Poids lourd politique au Liban, le mouvement chiite armé a déjà un pied dans le conflit qui oppose ses alliés du Hamas à Israël depuis le 7 octobre. On se demande maintenant s’il n’y plongera pas tête baissée. En résulterait l’expansion de la guerre qui a déjà fait des dizaines de milliers de morts en 90 jours en Israël, dans la bande de Gaza, en Cisjordanie et à la frontière sud du Liban.

Et ce n’est pas tout. Une double explosion en Iran – qui a fait au moins 100 morts – fait craindre un embrasement encore plus grand dans la région. Le régime iranien parle déjà du pire « attentat terroriste » en 40 ans. Personne n’a revendiqué l’évènement meurtrier.

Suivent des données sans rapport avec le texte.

//! Post-query filters for the local actor search

use serde::{Deserialize, Serialize};

use super::Movie;

/// Rating threshold behind `high_rated_only`
pub const HIGH_RATING_THRESHOLD: f32 = 7.0;

/// Narrows the movies returned by an actor search. Every unset field passes.
#[derive(Debug, Clone, Default, PartialEq, Serialize, Deserialize)]
pub struct ActorSearchFilter {
    /// Case-insensitive substring matched against any of the movie's genres
    pub genre: String,
    /// Inclusive lower bound on release year
    pub from_year: Option<i32>,
    /// Inclusive upper bound on release year
    pub to_year: Option<i32>,
    pub high_rated_only: bool,
}

impl ActorSearchFilter {
    pub fn matches(&self, movie: &Movie) -> bool {
        if !self.genre.is_empty() {
            let needle = self.genre.to_lowercase();
            if !movie
                .genres
                .iter()
                .any(|genre| genre.to_lowercase().contains(&needle))
            {
                return false;
            }
        }

        if let Some(from_year) = self.from_year
            && movie.year < from_year
        {
            return false;
        }

        if let Some(to_year) = self.to_year
            && movie.year > to_year
        {
            return false;
        }

        !self.high_rated_only || movie.imdb_rating >= HIGH_RATING_THRESHOLD
    }

    pub fn apply(&self, movies: Vec<Movie>) -> Vec<Movie> {
        movies.into_iter().filter(|m| self.matches(m)).collect()
    }
}
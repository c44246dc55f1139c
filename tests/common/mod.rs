//! Shared helpers for integration tests

#![allow(dead_code)]

use axum::Router;
use image::{ImageFormat, Rgba, RgbaImage};
use std::io::Cursor;
use std::net::SocketAddr;

/// Serve `app` on an ephemeral local port for the rest of the test
pub async fn serve(app: Router) -> SocketAddr {
    let listener = tokio::net::TcpListener::bind("127.0.0.1:0")
        .await
        .expect("bind test listener");
    let addr = listener.local_addr().expect("local addr");
    tokio::spawn(async move {
        axum::serve(listener, app).await.expect("test server");
    });
    addr
}

/// A small PNG; decoded weight is `width * height * 4` bytes
pub fn png(width: u32, height: u32) -> Vec<u8> {
    let img = RgbaImage::from_pixel(width, height, Rgba([30, 60, 90, 255]));
    let mut bytes = Vec::new();
    img.write_to(&mut Cursor::new(&mut bytes), ImageFormat::Png)
        .expect("encode png");
    bytes
}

Ce qu’on sait, c’est que la cible était une cérémonie à la mémoire de Qassem Soleimani, le puissant général iranien qui a été tué par une frappe américaine le 3 janvier 2020. L’ayatollah Ali Khamenei, guide suprême de l’Iran, promet une « revanche sévère », mais s’est retenu de désigner un coupable, contrairement à quelques hauts placés du même régime qui pointent Israël et son allié américain.

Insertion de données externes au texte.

use sea_orm_migration::prelude::*;

#[derive(DeriveMigrationName)]
pub struct Migration;

#[async_trait::async_trait]
impl MigrationTrait for Migration {
    async fn up(&self, manager: &SchemaManager) -> Result<(), DbErr> {
        manager
            .create_table(
                Table::create()
                    .table(Movies::Table)
                    .if_not_exists()
                    .col(
                        ColumnDef::new(Movies::ImdbId)
                            .string()
                            .not_null()
                            .primary_key(),
                    )
                    .col(ColumnDef::new(Movies::Title).string().not_null())
                    .col(ColumnDef::new(Movies::Year).integer().not_null().default(0))
                    .col(ColumnDef::new(Movies::Rated).string().not_null().default(""))
                    .col(ColumnDef::new(Movies::Released).string().not_null().default(""))
                    .col(ColumnDef::new(Movies::Runtime).string().not_null().default(""))
                    .col(ColumnDef::new(Movies::Genres).text().not_null().default("[]"))
                    .col(ColumnDef::new(Movies::Director).string().not_null().default(""))
                    .col(ColumnDef::new(Movies::Writers).text().not_null().default("[]"))
                    .col(ColumnDef::new(Movies::Actors).text().not_null().default("[]"))
                    .col(ColumnDef::new(Movies::Plot).text().not_null().default(""))
                    .col(ColumnDef::new(Movies::Languages).text().not_null().default("[]"))
                    .col(ColumnDef::new(Movies::Countries).text().not_null().default("[]"))
                    .col(ColumnDef::new(Movies::Awards).string().not_null().default(""))
                    .col(ColumnDef::new(Movies::Poster).string().not_null().default(""))
                    .col(ColumnDef::new(Movies::Ratings).text().not_null().default("[]"))
                    .col(ColumnDef::new(Movies::Metascore).integer().not_null().default(0))
                    .col(ColumnDef::new(Movies::ImdbRating).float().not_null().default(0.0))
                    .col(ColumnDef::new(Movies::ImdbVotes).string().not_null().default(""))
                    .col(ColumnDef::new(Movies::MediaType).string().not_null().default(""))
                    .col(ColumnDef::new(Movies::Dvd).string().not_null().default("N/A"))
                    .col(ColumnDef::new(Movies::BoxOffice).string().not_null().default("N/A"))
                    .col(ColumnDef::new(Movies::Production).string().not_null().default("N/A"))
                    .col(ColumnDef::new(Movies::Website).string().not_null().default("N/A"))
                    .col(ColumnDef::new(Movies::Response).string().not_null().default(""))
                    .col(
                        ColumnDef::new(Movies::CreatedAt)
                            .timestamp_with_time_zone()
                            .not_null(),
                    )
                    .col(
                        ColumnDef::new(Movies::UpdatedAt)
                            .timestamp_with_time_zone()
                            .not_null(),
                    )
                    .to_owned(),
            )
            .await?;

        manager
            .create_index(
                Index::create()
                    .name("idx_movies_title")
                    .table(Movies::Table)
                    .col(Movies::Title)
                    .if_not_exists()
                    .to_owned(),
            )
            .await?;

        Ok(())
    }

    async fn down(&self, manager: &SchemaManager) -> Result<(), DbErr> {
        manager
            .drop_table(Table::drop().table(Movies::Table).to_owned())
            .await
    }
}

#[derive(DeriveIden)]
enum Movies {
    Table,
    ImdbId,
    Title,
    Year,
    Rated,
    Released,
    Runtime,
    Genres,
    Director,
    Writers,
    Actors,
    Plot,
    Languages,
    Countries,
    Awards,
    Poster,
    Ratings,
    Metascore,
    ImdbRating,
    ImdbVotes,
    MediaType,
    Dvd,
    BoxOffice,
    Production,
    Website,
    Response,
    CreatedAt,
    UpdatedAt,
}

Voilà une deuxième allumette qui craque près d’un baril de pétrole déjà percé.

On ne s’arrête malheureusement pas là. Deux ministres israéliens issus de l’extrême droite ont soulevé la controverse en souhaitant publiquement l’émigration massive des Palestiniens hors de la bande de Gaza et le retour des colonies israéliennes dans l’enclave.

« Plus de 70 % de l’opinion publique israélienne soutient aujourd’hui une solution humanitaire consistant à encourager l’émigration volontaire des Arabes de Gaza et leur absorption dans d’autres pays », a écrit Bezalel Smotrich, ministre des Finances d’Israël, sur le réseau social X.

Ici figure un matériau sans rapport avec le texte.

//! OMDb metadata client
//!
//! Lookups are keyed by IMDb id, exact title or a free-text search term. The
//! API answers with HTTP 200 even when nothing matched; that case is carried
//! in the body's `Response`/`Error` fields rather than as an HTTP error.

pub mod client;
pub mod filter;
pub mod models;

pub use client::{MovieApi, OmdbClient};
pub use filter::{MediaType, MovieFilter};
pub use models::{MovieResponse, RatingResponse, SearchItem, SearchResponse};

#[cfg(test)]
pub use client::MockMovieApi;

Comme Itamar Ben-Gvir, ministre de la Sécurité nationale d’Israël, qui a tenu des propos similaires, il s’est attiré les foudres du monde arabe, qui y voit un appel au nettoyage ethnique, mais aussi les remontrances du porte-parole du département d’État des États-Unis. Rien pour calmer le jeu.

Sommes-nous près de l’explosion ? « On n’est pas encore à un tournant, mais à un point critique », m’a dit mercredi Marie-Joëlle Zahar, professeure de science politique à l’Université de Montréal et experte de la résolution de conflits.

PHOTO MARTIN CHAMBERLAND, ARCHIVES LA PRESSE

Marie-Joëlle Zahar, professeure de science politique à l’Université de Montréal et experte de la résolution de conflits

Les 48 prochaines heures vont être déterminantes. Soit les choses vont se calmer, soit on est parti pour une guerre régionale.

Marie-Joëlle Zahar, experte de la résolution de conflits

Et pourquoi 48 heures ? Parce que c’est le temps que s’est donné le dirigeant du Hezbollah, Hassan Nasrallah, pour réfléchir. Ce redouté allié de l’Iran, qui abrite une partie du leadership du Hamas, est à la jonction des évènements des derniers jours.

C’est donc sur le bout de leurs chaises que les observateurs du Moyen-Orient attendaient son discours mercredi.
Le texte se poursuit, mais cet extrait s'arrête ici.